BitTorrent started off as a peer-to-peer file sharing site, similar to the likes of the recently shut down PirateBay. But over the past years, BitTorrent has gone to great lengths to rebrand itself as the premier, and legal, way to share files quickly with your peers. Their biggest step forward is the introduction of BitTorrent Bundles, which are a collection of files, similar to an old record box, that, when downloaded, the user gets to digitally ‘unpack’.
This gives the users a sense of opening up a product they just purchased, an experience that is largely lost through digital distribution. And because of BitTorrent’s software, users can download these files at a much more rapid pace than your average download, and because the information being downloaded is spread across the entire user base who also has that file it takes up much less server space on the artists end; AKA they can sell you the music cheaper.
The earliest adapter of this system was Thom Yorke of Radiohead.
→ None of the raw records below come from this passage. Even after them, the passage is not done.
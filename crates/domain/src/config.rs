//! Configuration management

use serde::{Deserialize, Serialize};

use crate::constants::{
    DEFAULT_BIND_ADDR, DEFAULT_DB_PATH, DEFAULT_DB_POOL_SIZE, DEFAULT_GRAPH_API_BASE,
    DEFAULT_GRAPH_API_VERSION, DEFAULT_UPSTREAM_TIMEOUT_SECS,
};

/// Application configuration
#[derive(Debug, Clone, Default, PartialEq, Eq, Serialize, Deserialize)]
pub struct Config {
    #[serde(default)]
    pub server: ServerConfig,
    pub database: DatabaseConfig,
    #[serde(default)]
    pub upstream: UpstreamConfig,
}

/// HTTP listener configuration
#[derive(Debug, Clone, PartialEq, Eq, Serialize, Deserialize)]
#[serde(default)]
pub struct ServerConfig {
    pub bind_addr: String,
}

/// Database configuration
#[derive(Debug, Clone, PartialEq, Eq, Serialize, Deserialize)]
pub struct DatabaseConfig {
    pub path: String,
    pub pool_size: u32,
}

/// Ad-platform API configuration
#[derive(Debug, Clone, PartialEq, Eq, Serialize, Deserialize)]
#[serde(default)]
pub struct UpstreamConfig {
    pub base_url: String,
    pub api_version: String,
    /// Transport-level deadline for a single upstream request.
    pub timeout_secs: u64,
}

impl Default for ServerConfig {
    fn default() -> Self {
        Self { bind_addr: DEFAULT_BIND_ADDR.to_string() }
    }
}

impl Default for DatabaseConfig {
    fn default() -> Self {
        Self { path: DEFAULT_DB_PATH.to_string(), pool_size: DEFAULT_DB_POOL_SIZE }
    }
}

impl Default for UpstreamConfig {
    fn default() -> Self {
        Self {
            base_url: DEFAULT_GRAPH_API_BASE.to_string(),
            api_version: DEFAULT_GRAPH_API_VERSION.to_string(),
            timeout_secs: DEFAULT_UPSTREAM_TIMEOUT_SECS,
        }
    }
}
While Thom took the first place prize on most downloaded artist through BitTorrent, Diplo came in 2nd, Gramatik 3rd, and Zeds Dead came in 5th. And because Bit Torrent is such an open format, often allowing artists to set their price for their albums, roughly 90% of profits go directly to the artist. That can be a lot of well-earned dough for our beloved artists, seeing as BitTorrent estimated the mean spending throughout their 170million user base comes to $48 a year.
In a year that has seen the entire music industry upended, BitTorrent stands as a possible solution to the wars of free streaming, starving artists, and money hungry labels.